The answer should be one number: how many lines in the records below contain the word "serde".

[Start of Attachment]

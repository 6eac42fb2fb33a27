//! Static route table with nested entries and inherited meta.
//!
//! DESIGN
//! ======
//! Entries are declared as a tree (layouts with children) and flattened once
//! at construction. Each flattened record carries its full path, the names of
//! every matched segment from root to leaf, and meta merged along that chain,
//! so the guard never walks the tree.
//!
//! Meta merging:
//! - `requires_auth` / `requires_unauth`: set if any matched segment sets it.
//! - `title`: nearest segment that declares one, leaf first.

#[cfg(test)]
#[path = "table_test.rs"]
mod table_test;

use std::collections::HashMap;

use serde::{Deserialize, Serialize};

/// Policy annotations on a single route declaration.
#[derive(Clone, Debug, Default, PartialEq, Eq, Serialize, Deserialize)]
#[serde(rename_all = "camelCase", default)]
pub struct RouteMeta {
    pub requires_auth: bool,
    pub requires_unauth: bool,
    pub title: Option<String>,
}

impl RouteMeta {
    #[must_use]
    pub fn requires_auth(mut self) -> Self {
        self.requires_auth = true;
        self
    }

    #[must_use]
    pub fn requires_unauth(mut self) -> Self {
        self.requires_unauth = true;
        self
    }

    #[must_use]
    pub fn title(mut self, title: impl Into<String>) -> Self {
        self.title = Some(title.into());
        self
    }
}

/// One route declaration. Child paths are relative to the parent unless they
/// start with `/`.
#[derive(Clone, Debug, PartialEq, Eq, Serialize, Deserialize)]
pub struct RouteEntry {
    pub path: String,
    pub name: String,
    #[serde(default)]
    pub meta: RouteMeta,
    #[serde(default)]
    pub children: Vec<RouteEntry>,
}

impl RouteEntry {
    pub fn new(path: impl Into<String>, name: impl Into<String>) -> Self {
        Self { path: path.into(), name: name.into(), meta: RouteMeta::default(), children: Vec::new() }
    }

    #[must_use]
    pub fn meta(mut self, meta: RouteMeta) -> Self {
        self.meta = meta;
        self
    }

    #[must_use]
    pub fn children(mut self, children: Vec<RouteEntry>) -> Self {
        self.children = children;
        self
    }
}

/// Meta after merging along the matched chain.
#[derive(Clone, Debug, Default, PartialEq, Eq)]
pub struct ResolvedMeta {
    pub requires_auth: bool,
    pub requires_unauth: bool,
    pub title: Option<String>,
}

/// A flattened route, ready for the guard.
#[derive(Clone, Debug, PartialEq, Eq)]
pub struct ResolvedRoute {
    pub name: String,
    pub full_path: String,
    /// Names of the matched segments, root first, this route last.
    pub matched: Vec<String>,
    pub meta: ResolvedMeta,
}

/// Immutable, flattened route table.
#[derive(Clone, Debug, Default)]
pub struct RouteTable {
    routes: Vec<ResolvedRoute>,
    by_name: HashMap<String, usize>,
    name_counts: HashMap<String, usize>,
}

impl RouteTable {
    /// Flatten `entries` depth first, parents before their children.
    #[must_use]
    pub fn new(entries: Vec<RouteEntry>) -> Self {
        let mut table = Self::default();
        for entry in &entries {
            table.push(entry, "/", &[], &[]);
        }
        table
    }

    fn push(&mut self, entry: &RouteEntry, parent_path: &str, parent_names: &[String], parent_meta: &[&RouteMeta]) {
        let full_path = join_path(parent_path, &entry.path);

        let mut matched = parent_names.to_vec();
        matched.push(entry.name.clone());
        let mut chain = parent_meta.to_vec();
        chain.push(&entry.meta);

        let meta = ResolvedMeta {
            requires_auth: chain.iter().any(|m| m.requires_auth),
            requires_unauth: chain.iter().any(|m| m.requires_unauth),
            title: chain.iter().rev().find_map(|m| m.title.clone()),
        };

        let index = self.routes.len();
        self.routes.push(ResolvedRoute { name: entry.name.clone(), full_path: full_path.clone(), matched: matched.clone(), meta });
        self.by_name.insert(entry.name.clone(), index);
        *self.name_counts.entry(entry.name.clone()).or_insert(0) += 1;

        for child in &entry.children {
            self.push(child, &full_path, &matched, &chain);
        }
    }

    /// All routes in registration order.
    #[must_use]
    pub fn routes(&self) -> &[ResolvedRoute] {
        &self.routes
    }

    #[must_use]
    pub fn len(&self) -> usize {
        self.routes.len()
    }

    #[must_use]
    pub fn is_empty(&self) -> bool {
        self.routes.is_empty()
    }

    /// Route registered under `name`. With duplicate names the last one wins.
    #[must_use]
    pub fn by_name(&self, name: &str) -> Option<&ResolvedRoute> {
        self.by_name.get(name).and_then(|&i| self.routes.get(i))
    }

    /// First route, in registration order, whose full path matches `path`.
    /// `:param` segments match any single non-empty segment.
    #[must_use]
    pub fn resolve(&self, path: &str) -> Option<&ResolvedRoute> {
        let wanted = segments(path);
        self.routes.iter().find(|route| path_matches(&route.full_path, &wanted))
    }

    /// Names registered more than once, sorted.
    #[must_use]
    pub fn duplicate_names(&self) -> Vec<String> {
        let mut names: Vec<String> = self
            .name_counts
            .iter()
            .filter(|&(_, &count)| count > 1)
            .map(|(name, _)| name.clone())
            .collect();
        names.sort();
        names
    }
}

fn segments(path: &str) -> Vec<&str> {
    path.split('/').filter(|s| !s.is_empty()).collect()
}

fn join_path(parent: &str, child: &str) -> String {
    let joined = if child.starts_with('/') {
        segments(child)
    } else {
        let mut parts = segments(parent);
        parts.extend(segments(child));
        parts
    };
    format!("/{}", joined.join("/"))
}

fn path_matches(pattern: &str, wanted: &[&str]) -> bool {
    let pattern = segments(pattern);
    pattern.len() == wanted.len()
        && pattern
            .iter()
            .zip(wanted)
            .all(|(p, w)| p.starts_with(':') || p == w)
}
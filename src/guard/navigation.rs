//! Session-aware guard over resolved routes.
//!
//! Evaluation is side-effect free apart from the session's lazy storage read.
//! Titles are looked up here but applied by the caller once the decision is
//! final, so a rejected destination never shows its title.

#[cfg(test)]
#[path = "navigation_test.rs"]
mod navigation_test;

use super::decision::{GuardFlags, GuardPolicy, NavigationDecision, decide};
use crate::config::ShellConfig;
use crate::routes::ResolvedRoute;
use crate::session::AuthSource;

#[derive(Debug)]
pub struct NavigationGuard<A> {
    auth: A,
    policy: GuardPolicy,
    default_title: String,
}

impl<A: AuthSource> NavigationGuard<A> {
    pub fn new(auth: A, policy: GuardPolicy, default_title: impl Into<String>) -> Self {
        Self { auth, policy, default_title: default_title.into() }
    }

    pub fn from_config(auth: A, config: &ShellConfig) -> Self {
        Self::new(auth, GuardPolicy::from(config), config.default_title.clone())
    }

    #[must_use]
    pub fn policy(&self) -> &GuardPolicy {
        &self.policy
    }

    #[must_use]
    pub fn auth(&self) -> &A {
        &self.auth
    }

    /// Decide whether the visitor may move from `from` to `to`.
    pub fn evaluate(&self, from: Option<&ResolvedRoute>, to: &ResolvedRoute) -> NavigationDecision {
        let authenticated = self.auth.is_authenticated();
        let decision = decide(authenticated, GuardFlags::from(&to.meta), &to.name, &self.policy);
        log::debug!(
            "guard: {} -> {} (authenticated={authenticated}): {decision:?}",
            from.map_or("<start>", |r| r.name.as_str()),
            to.name,
        );
        decision
    }

    /// Title to show once `to` is entered.
    #[must_use]
    pub fn title_for<'a>(&'a self, to: &'a ResolvedRoute) -> &'a str {
        to.meta.title.as_deref().unwrap_or(&self.default_title)
    }
}
//! Startup wiring: one session store shared by the guard and sign-in code.

#[cfg(test)]
#[path = "shell_test.rs"]
mod shell_test;

use std::sync::Arc;

use crate::config::{ConfigError, ShellConfig};
use crate::guard::{DocumentTitle, NavigationGuard, Navigator, TitlePresenter};
use crate::routes::RouteTable;
use crate::routes::catalog::nature_cart_table;
use crate::session::{LocalStorage, SessionStorage, SessionStore};

/// Everything the client shell owns for the lifetime of the page.
pub struct Shell<S, P> {
    pub session: Arc<SessionStore<S>>,
    pub navigator: Navigator<Arc<SessionStore<S>>, P>,
}

impl<S: SessionStorage, P: TitlePresenter> Shell<S, P> {
    /// # Errors
    ///
    /// Returns [`ConfigError`] if the configured redirect targets are missing
    /// from `table` or would bounce visitors straight back out.
    pub fn new(config: &ShellConfig, table: RouteTable, storage: S, presenter: P) -> Result<Self, ConfigError> {
        config.check_routes(&table)?;
        let session = Arc::new(SessionStore::from_config(storage, config));
        let guard = NavigationGuard::from_config(Arc::clone(&session), config);
        log::debug!("shell: {} routes, persistence={:?}", table.len(), config.persistence);
        Ok(Self { session, navigator: Navigator::new(guard, table, presenter) })
    }
}

/// Shell over `localStorage` and `document.title` with the app's routes.
///
/// # Errors
///
/// Returns [`ConfigError`] if `config` does not fit the app's route table.
pub fn browser_shell(config: &ShellConfig) -> Result<Shell<LocalStorage, DocumentTitle>, ConfigError> {
    Shell::new(config, nature_cart_table(), LocalStorage, DocumentTitle)
}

[End of Attachment]

◆ Response area ◆
4